## [EXCERPTED RECORDS]
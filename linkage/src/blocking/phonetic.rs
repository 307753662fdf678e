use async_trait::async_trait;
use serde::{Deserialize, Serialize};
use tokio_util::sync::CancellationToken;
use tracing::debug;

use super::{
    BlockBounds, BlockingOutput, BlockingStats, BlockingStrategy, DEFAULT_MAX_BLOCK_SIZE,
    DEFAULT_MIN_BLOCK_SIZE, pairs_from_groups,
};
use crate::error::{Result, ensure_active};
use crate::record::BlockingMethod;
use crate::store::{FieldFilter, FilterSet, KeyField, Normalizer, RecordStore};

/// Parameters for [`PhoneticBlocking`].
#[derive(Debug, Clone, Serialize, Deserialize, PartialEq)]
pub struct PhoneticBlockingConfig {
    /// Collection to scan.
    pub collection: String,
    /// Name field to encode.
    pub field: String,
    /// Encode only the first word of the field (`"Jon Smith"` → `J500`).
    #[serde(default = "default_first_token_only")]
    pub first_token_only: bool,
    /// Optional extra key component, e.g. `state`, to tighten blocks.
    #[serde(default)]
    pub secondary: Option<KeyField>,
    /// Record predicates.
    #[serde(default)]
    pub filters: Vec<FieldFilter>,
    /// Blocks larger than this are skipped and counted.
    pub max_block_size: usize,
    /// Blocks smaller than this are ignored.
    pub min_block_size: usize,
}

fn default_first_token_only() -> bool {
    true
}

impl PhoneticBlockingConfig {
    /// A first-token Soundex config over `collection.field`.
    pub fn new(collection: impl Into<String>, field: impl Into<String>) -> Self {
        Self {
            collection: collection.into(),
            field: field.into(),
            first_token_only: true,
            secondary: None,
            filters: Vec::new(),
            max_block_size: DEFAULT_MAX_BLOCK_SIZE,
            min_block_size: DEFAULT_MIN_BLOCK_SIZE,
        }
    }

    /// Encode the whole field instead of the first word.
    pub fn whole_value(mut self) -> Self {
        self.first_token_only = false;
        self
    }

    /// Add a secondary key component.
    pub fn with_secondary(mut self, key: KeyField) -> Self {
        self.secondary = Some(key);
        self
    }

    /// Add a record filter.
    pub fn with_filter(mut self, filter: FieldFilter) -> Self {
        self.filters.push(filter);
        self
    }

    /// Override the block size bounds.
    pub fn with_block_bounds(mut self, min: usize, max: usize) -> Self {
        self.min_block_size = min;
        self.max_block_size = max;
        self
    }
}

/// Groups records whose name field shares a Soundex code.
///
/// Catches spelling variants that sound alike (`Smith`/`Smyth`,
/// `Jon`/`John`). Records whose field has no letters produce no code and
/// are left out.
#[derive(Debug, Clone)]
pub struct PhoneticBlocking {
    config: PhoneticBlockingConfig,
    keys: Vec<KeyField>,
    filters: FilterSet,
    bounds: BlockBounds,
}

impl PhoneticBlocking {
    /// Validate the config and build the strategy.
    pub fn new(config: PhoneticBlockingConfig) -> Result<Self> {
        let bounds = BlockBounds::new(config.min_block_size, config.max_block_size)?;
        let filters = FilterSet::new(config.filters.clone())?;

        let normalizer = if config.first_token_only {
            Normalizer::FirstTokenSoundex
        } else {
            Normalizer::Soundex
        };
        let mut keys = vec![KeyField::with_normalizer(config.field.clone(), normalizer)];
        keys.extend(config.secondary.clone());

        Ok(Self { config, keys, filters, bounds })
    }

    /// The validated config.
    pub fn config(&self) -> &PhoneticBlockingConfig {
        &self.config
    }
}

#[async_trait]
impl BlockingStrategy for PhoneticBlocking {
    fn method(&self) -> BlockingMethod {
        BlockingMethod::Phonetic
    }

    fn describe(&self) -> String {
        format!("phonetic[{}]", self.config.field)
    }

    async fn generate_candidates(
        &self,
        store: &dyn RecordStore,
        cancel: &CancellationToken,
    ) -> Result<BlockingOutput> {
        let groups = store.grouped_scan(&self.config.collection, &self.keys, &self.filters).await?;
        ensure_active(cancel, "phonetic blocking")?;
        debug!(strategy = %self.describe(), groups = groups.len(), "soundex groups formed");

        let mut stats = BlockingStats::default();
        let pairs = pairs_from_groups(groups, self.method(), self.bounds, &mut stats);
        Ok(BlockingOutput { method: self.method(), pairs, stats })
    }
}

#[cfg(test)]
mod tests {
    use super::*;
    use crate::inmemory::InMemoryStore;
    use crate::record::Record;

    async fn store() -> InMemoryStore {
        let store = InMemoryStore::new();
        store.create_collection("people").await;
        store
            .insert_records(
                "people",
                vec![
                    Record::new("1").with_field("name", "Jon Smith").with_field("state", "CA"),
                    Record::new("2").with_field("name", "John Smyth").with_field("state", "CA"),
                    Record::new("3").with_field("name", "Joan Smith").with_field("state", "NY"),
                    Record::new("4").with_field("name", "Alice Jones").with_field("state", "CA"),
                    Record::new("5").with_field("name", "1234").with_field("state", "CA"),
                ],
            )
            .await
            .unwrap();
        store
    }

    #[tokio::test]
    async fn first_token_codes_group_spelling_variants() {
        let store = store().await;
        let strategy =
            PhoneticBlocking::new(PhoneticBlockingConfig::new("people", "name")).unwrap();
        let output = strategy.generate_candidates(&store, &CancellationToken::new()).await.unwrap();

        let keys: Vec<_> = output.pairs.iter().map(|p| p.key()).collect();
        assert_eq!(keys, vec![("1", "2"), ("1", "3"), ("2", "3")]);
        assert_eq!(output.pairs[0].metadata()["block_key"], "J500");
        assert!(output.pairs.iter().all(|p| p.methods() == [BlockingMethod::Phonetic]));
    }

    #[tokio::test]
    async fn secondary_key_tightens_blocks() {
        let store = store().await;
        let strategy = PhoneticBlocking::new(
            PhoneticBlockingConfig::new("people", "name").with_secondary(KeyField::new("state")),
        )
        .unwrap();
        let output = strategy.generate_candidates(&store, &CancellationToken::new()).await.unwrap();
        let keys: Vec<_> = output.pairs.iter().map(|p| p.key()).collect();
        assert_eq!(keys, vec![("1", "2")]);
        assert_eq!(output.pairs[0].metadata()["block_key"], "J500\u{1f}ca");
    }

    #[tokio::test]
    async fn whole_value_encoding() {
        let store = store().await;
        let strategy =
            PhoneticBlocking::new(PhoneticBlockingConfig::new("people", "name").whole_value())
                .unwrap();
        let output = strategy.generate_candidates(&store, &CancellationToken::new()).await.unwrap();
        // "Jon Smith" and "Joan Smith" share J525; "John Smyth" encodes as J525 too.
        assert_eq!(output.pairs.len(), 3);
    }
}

## [WORK TASK]
Return each line from the data where the string "BlockingOutput" can be found.

## [YOUR RESPONSE]
    BlockBounds, BlockingOutput, BlockingStats, BlockingStrategy, DEFAULT_MAX_BLOCK_SIZE,
    ) -> Result<BlockingOutput> {
        Ok(BlockingOutput { method: self.method(), pairs, stats })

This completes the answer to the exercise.